6. Most women like dirty talk, in addition to the grunting. If you’d like to get some dirty talk going, ask her if she likes the way you fuck her. If she responds well, continue with something like, “I love fucking you. God, you look so fucking hot.” Is she still moaning in response? “Your tits are so beautiful.” Does that work? If she doesn’t respond well to the term “tits”, you might have to stop there. If she keep moaning or responding, pass Go and collect $200. Try the following:

“Oh, god. Your pussy is SO tight.”
“You’re so wet – are you wet because you like the feel of my cock ramming you?”
“I think I’m going to come inside you. I’m going to fill up your little cunt.” It doesn’t matter that you’re wearing a condom; we LOVE hearing this.

If all of those work, you can then progress to things like “sexy little bitch” and “dirty whore”. Tread carefully, but please, tread. Do not tiptoe. Do not sit down. Charge.

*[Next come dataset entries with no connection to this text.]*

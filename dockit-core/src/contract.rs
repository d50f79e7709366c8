//! # contract: seams between the core and its collaborators
//!
//! The core never talks to a terminal or a cloud SDK directly. It talks to:
//! - an [`ObjectStore`], which accepts whole objects or multipart uploads,
//! - a [`ProgressObserver`], which is told how many bytes the store acknowledged,
//! - a [`TokenExtractor`], which proposes extra tags from free text.
//!
//! `ObjectStore` and `ProgressObserver` carry `mockall` mocks (`MockObjectStore`,
//! `MockProgressObserver`) when the `test-export-mocks` feature is on, so downstream
//! crates can script transport behaviour in their own tests.

use async_trait::async_trait;

#[allow(unused_imports)]
use mockall::{automock, predicate::*};

/// Error type returned by object stores. Boxed so any client's error can pass through.
pub type StoreError = Box<dyn std::error::Error + Send + Sync>;

/// Where an object goes and how it is labelled.
#[derive(Debug, Clone, PartialEq, Eq)]
pub struct ObjectTarget {
    pub bucket: String,
    pub key: String,
    pub content_type: String,
}

impl ObjectTarget {
    pub fn new(bucket: impl Into<String>, key: impl Into<String>, content_type: impl Into<String>) -> Self {
        Self {
            bucket: bucket.into(),
            key: key.into(),
            content_type: content_type.into(),
        }
    }
}

/// Acknowledgement for one uploaded part of a multipart upload.
#[derive(Debug, Clone, PartialEq, Eq)]
pub struct PartReceipt {
    pub part_number: i32,
    pub e_tag: String,
}

/// Trait for writing objects to a bucket.
///
/// Implementors map these calls onto their storage API. Every call must return only
/// after the destination acknowledged it.
#[cfg_attr(any(test, feature = "test-export-mocks"), automock)]
#[async_trait]
pub trait ObjectStore: Send + Sync {
    /// Store `body` as a single object.
    async fn put_object(&self, target: &ObjectTarget, body: Vec<u8>) -> Result<(), StoreError>;

    /// Open a multipart upload and return its upload id.
    async fn create_multipart(&self, target: &ObjectTarget) -> Result<String, StoreError>;

    /// Send one part. Part numbers start at 1.
    async fn upload_part(
        &self,
        target: &ObjectTarget,
        upload_id: &str,
        part_number: i32,
        body: Vec<u8>,
    ) -> Result<PartReceipt, StoreError>;

    /// Materialize the object from the acknowledged parts.
    async fn complete_multipart(
        &self,
        target: &ObjectTarget,
        upload_id: &str,
        parts: Vec<PartReceipt>,
    ) -> Result<(), StoreError>;

    /// Discard an unfinished multipart upload.
    async fn abort_multipart(&self, target: &ObjectTarget, upload_id: &str) -> Result<(), StoreError>;
}

/// Receives byte-level progress for a single upload.
///
/// `on_progress` values never decrease and never exceed the total passed to `on_start`.
#[cfg_attr(any(test, feature = "test-export-mocks"), automock)]
pub trait ProgressObserver: Send + Sync {
    fn on_start(&self, _total_bytes: u64) {}

    fn on_progress(&self, bytes_transferred: u64);

    /// Called once the destination confirmed the whole object.
    fn on_finish(&self) {}
}

/// Observer that ignores every notification.
#[derive(Debug, Default, Clone, Copy)]
pub struct NoProgress;

impl ProgressObserver for NoProgress {
    fn on_progress(&self, _bytes_transferred: u64) {}
}

/// Proposes noun-like tokens from free text (usually a file name).
pub trait TokenExtractor: Send + Sync {
    fn extract(&self, text: &str) -> Vec<String>;
}
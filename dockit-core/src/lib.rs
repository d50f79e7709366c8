#![doc = "dockit-core: naming, tagging and upload logic for dockit."]

//! This crate holds everything that decides *what* happens to a scanned document:
//! which date it carries, which tags it earns, which storage key it lands under and
//! how its bytes are streamed to an object store. Terminal prompts and the AWS client
//! live in the `dockit` crate.
//!
//! # Usage
//! Build a [`naming::UploadRequest`], turn it into a key with [`naming::build_key`]
//! and hand the key to [`uploader::Uploader`] together with an [`contract::ObjectStore`].

pub mod config;
pub mod contract;
pub mod date;
pub mod naming;
pub mod tagger;
pub mod uploader;
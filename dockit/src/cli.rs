///
/// This module implements the CLI interface for dockit: command parsing, dispatch to the
/// upload sessions, and the mapping from outcomes to user-visible messages.
///
/// Naming, tagging and upload logic lives in [`dockit-core`]; this module is glue.
///
/// ## How To Use
/// - From a shell: `dockit` (interactive), `dockit upload [-d] [-y] [PATTERNS...]`, `dockit config`.
/// - Programmatically: build a [`Cli`] and call [`run`] with a cancellation token. Cancelling
///   the token stops the session before the next file and aborts the upload in flight.
///
/// [`dockit-core`]: ../../dockit_core/
use crate::load_config::{default_config_path, load_config, write_default_config, WriteOutcome};
use crate::prompt::{PromptError, TerminalPrompter};
use crate::s3::S3Store;
use crate::session::{
    run_inference, run_interactive, InferenceOptions, SessionContext, SessionReport,
};
use anyhow::Result;
use clap::{Parser, Subcommand};
use std::path::PathBuf;
use tokio_util::sync::CancellationToken;

/// CLI for dockit: rename scanned documents and upload them to S3.
#[derive(Parser, Debug)]
#[clap(
    name = "dockit",
    version,
    about = "Rename scanned documents and upload them to S3 under predictable keys"
)]
pub struct Cli {
    /// Path to the JSON config file (default: ~/.dockitrc.json)
    #[clap(long, short = 'c', global = true)]
    pub config: Option<PathBuf>,

    /// Without a subcommand, runs the interactive session
    #[clap(subcommand)]
    pub command: Option<Commands>,
}

#[derive(Subcommand, Debug)]
pub enum Commands {
    /// Upload files, taking date and title from each file name
    Upload {
        /// Preview keys without uploading
        #[clap(long, short = 'd')]
        dry_run: bool,
        /// Accept all defaults without prompting
        #[clap(long, short = 'y')]
        yes: bool,
        /// Files or glob patterns (prompted for when omitted)
        patterns: Vec<String>,
    },
    /// Write a default config file if none exists
    Config,
}

/// True when `error` stems from the user aborting a prompt.
pub fn is_cancelled(error: &anyhow::Error) -> bool {
    matches!(error.downcast_ref::<PromptError>(), Some(PromptError::Cancelled))
}

fn finish(command: &str, report: SessionReport) {
    if report.interrupted {
        tracing::info!(command, ?report, "Session interrupted");
        println!("Cancelled.");
    } else {
        tracing::info!(command, ?report, "Session complete");
    }
}

/// Async CLI entrypoint shared by `main` and integration tests.
pub async fn run(cli: Cli, cancel: CancellationToken) -> Result<()> {
    tracing::info!(command = ?cli.command, config = ?cli.config, "Dispatching dockit command");

    let result = match cli.command {
        Some(Commands::Config) => {
            let path = cli.config.unwrap_or_else(default_config_path);
            match write_default_config(&path)? {
                WriteOutcome::Created(path) => {
                    println!("Created default config file at {}", path.display())
                }
                WriteOutcome::AlreadyExists(path) => {
                    println!("Config file already exists at {}", path.display())
                }
            }
            Ok(())
        }
        Some(Commands::Upload {
            dry_run,
            yes,
            patterns,
        }) => {
            let config = load_config(cli.config.as_deref());
            let store = S3Store::from_config(&config).await;
            let ctx = SessionContext::new(&config, &store).with_cancellation(cancel);
            let options = InferenceOptions {
                patterns,
                dry_run,
                assume_yes: yes,
            };
            let mut prompter = TerminalPrompter::default();
            run_inference(&ctx, &mut prompter, &options)
                .await
                .map(|report| finish("upload", report))
        }
        None => {
            let config = load_config(cli.config.as_deref());
            let store = S3Store::from_config(&config).await;
            let ctx = SessionContext::new(&config, &store).with_cancellation(cancel);
            let mut prompter = TerminalPrompter::default();
            run_interactive(&ctx, &mut prompter)
                .await
                .map(|report| finish("interactive", report))
        }
    };

    match result {
        Err(e) if is_cancelled(&e) => {
            tracing::info!("Session cancelled by user");
            println!("Cancelled.");
            Ok(())
        }
        Err(e) => {
            tracing::error!(error = %e, "Session failed");
            Err(e)
        }
        ok => ok,
    }
}
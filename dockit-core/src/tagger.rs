//! Tag suggestions derived from a file name.
//!
//! Two sources feed the result: a fixed keyword table, and optionally a
//! [`TokenExtractor`] that proposes noun-like words from the name itself.

use std::collections::BTreeSet;
use tracing::debug;

use crate::contract::TokenExtractor;

/// Substring → tag. A file name containing the keyword (case-insensitive) earns the tag.
pub const KEYWORD_TAGS: &[(&str, &str)] = &[
    ("chase", "chase"),
    ("kaiser", "kaiser"),
    ("w2", "tax"),
    ("1099", "tax"),
    ("statement", "finance"),
    ("benefit", "insurance"),
];

pub struct Tagger {
    extractor: Box<dyn TokenExtractor>,
}

impl Default for Tagger {
    fn default() -> Self {
        Self::new(Box::new(NounHeuristic::default()))
    }
}

impl Tagger {
    pub fn new(extractor: Box<dyn TokenExtractor>) -> Self {
        Self { extractor }
    }

    /// Keyword-matching only; the heuristic flag has no effect.
    pub fn keyword_only() -> Self {
        Self::new(Box::new(KeywordOnly))
    }

    pub fn tag(&self, file_name: &str, use_heuristic: bool) -> BTreeSet<String> {
        let lowered = file_name.to_lowercase();
        let mut tags: BTreeSet<String> = KEYWORD_TAGS
            .iter()
            .filter(|(keyword, _)| lowered.contains(keyword))
            .map(|(_, tag)| tag.to_string())
            .collect();

        if use_heuristic {
            tags.extend(
                self.extractor
                    .extract(file_name)
                    .into_iter()
                    .map(|token| token.to_lowercase())
                    .filter(|token| !token.is_empty()),
            );
        }

        debug!(file_name, use_heuristic, ?tags, "Suggested tags");
        tags
    }
}

/// Extractor for environments without heuristic tagging.
#[derive(Debug, Default, Clone, Copy)]
pub struct KeywordOnly;

impl TokenExtractor for KeywordOnly {
    fn extract(&self, _text: &str) -> Vec<String> {
        Vec::new()
    }
}

const STOPWORDS: &[&str] = &[
    "and", "the", "for", "with", "from", "into", "onto", "over", "under", "per", "via", "our",
    "your", "his", "her", "its", "their", "this", "that", "these", "those", "not", "all", "any",
    "new", "old", "final", "draft", "copy", "scan", "scanned", "img", "image", "doc", "docs",
    "pdf", "jpg", "jpeg", "png", "tif", "tiff", "page", "pages", "part", "version", "rev",
];

const MONTHS: &[&str] = &[
    "jan", "feb", "mar", "apr", "may", "jun", "jul", "aug", "sep", "sept", "oct", "nov", "dec",
    "january", "february", "march", "april", "june", "july", "august", "september", "october",
    "november", "december",
];

/// Lightweight noun guesser: keeps alphabetic words that are not stopwords, month names or
/// verb-like forms.
#[derive(Debug, Clone)]
pub struct NounHeuristic {
    min_len: usize,
}

impl Default for NounHeuristic {
    fn default() -> Self {
        Self { min_len: 3 }
    }
}

impl NounHeuristic {
    fn words(text: &str) -> Vec<String> {
        let mut words = Vec::new();
        let mut current = String::new();
        let mut prev_lower = false;
        for c in text.chars() {
            if !c.is_alphanumeric() {
                if !current.is_empty() {
                    words.push(std::mem::take(&mut current));
                }
                prev_lower = false;
                continue;
            }
            // camelCase boundary
            if c.is_uppercase() && prev_lower && !current.is_empty() {
                words.push(std::mem::take(&mut current));
            }
            prev_lower = c.is_lowercase();
            current.push(c);
        }
        if !current.is_empty() {
            words.push(current);
        }
        words
    }

    fn looks_like_noun(&self, word: &str) -> bool {
        word.chars().count() >= self.min_len
            && word.chars().all(char::is_alphabetic)
            && !STOPWORDS.contains(&word)
            && !MONTHS.contains(&word)
            && !(word.ends_with("ing") && word.len() > 5)
            && !(word.ends_with("ed") && word.len() > 4)
    }
}

impl TokenExtractor for NounHeuristic {
    fn extract(&self, text: &str) -> Vec<String> {
        let mut nouns: Vec<String> = Vec::new();
        for word in Self::words(text) {
            let word = word.to_lowercase();
            if self.looks_like_noun(&word) && !nouns.contains(&word) {
                nouns.push(word);
            }
        }
        nouns
    }
}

6. You’re not obligated to eat a woman out. In return, she’s not obligated to choke on your dick. Don’t skip one and expect the other. If you do eat a woman out, the only comment you should make about her pussy is how nice it is. The length of her labia minora, the color of her interior, her waxing job or full bush – you are not John Madden. No time for color commentary.

7. Do not bitch about condoms. Oh, we hate them. Trust us. They hurt us more than they hurt you. But we don’t want to be preggers, and you don’t want to catch anything, right? Don’t whine about condom sex. Do not explain that you can’t come with one on. LEARN to come with one on, or if not, help us figure out what to do with you once we’re satisfied and it’s time for you to let loose your load.

8. We really like it when you come. It’s called a money shot for a reason. Watching semen shoot out of you is one of the most gratifying things EVER. However, do not assume that she wants you to jack it off onto her face. She might, but don’t assume. Seeing and/or feeling you come is rewarding for us, so there’s no need to deprive us of it, but please do consult us before unleashing. “I think I’m going to come – how do you like it?” is a fair question that shouldn’t rob you of your testicles.

In recent memory, I’ve been fucked by a very aggressive, manly guy, and I’ve been… well, fucked is the wrong term here. I’ve been penetrated by a total and utter wuss. Who am I going to run back to when I’m ready for my fill? Manly McHardon, that’s who. —————————————————-

*New point of clarification – some people have brought up some really great issues in response to this post, so let me say this: I don’t mean to imply that all women like to be treated like whores. I do mean to say that most women I know have told me that they like sex rougher than most men give it to them. Rough does NOT equal chains and bondage. And this applies to the bedroom only, and does not mean that she wants you to choose her dinner for her, or treat her like less of a person. **Some women have said that they don’t like it rough and what the hell am I thinking? Well, girls, you’re in the minority. HOWEVER, all women need to remember that, in addition to be straight forward about your sexual desires, you need to be straight forward about your sexual limits. Don’t be afraid to ask for more, but when something feels wrong, say so. Don’t ever do something you don’t want to do in silence and then blame the guy. Silence is dangerous.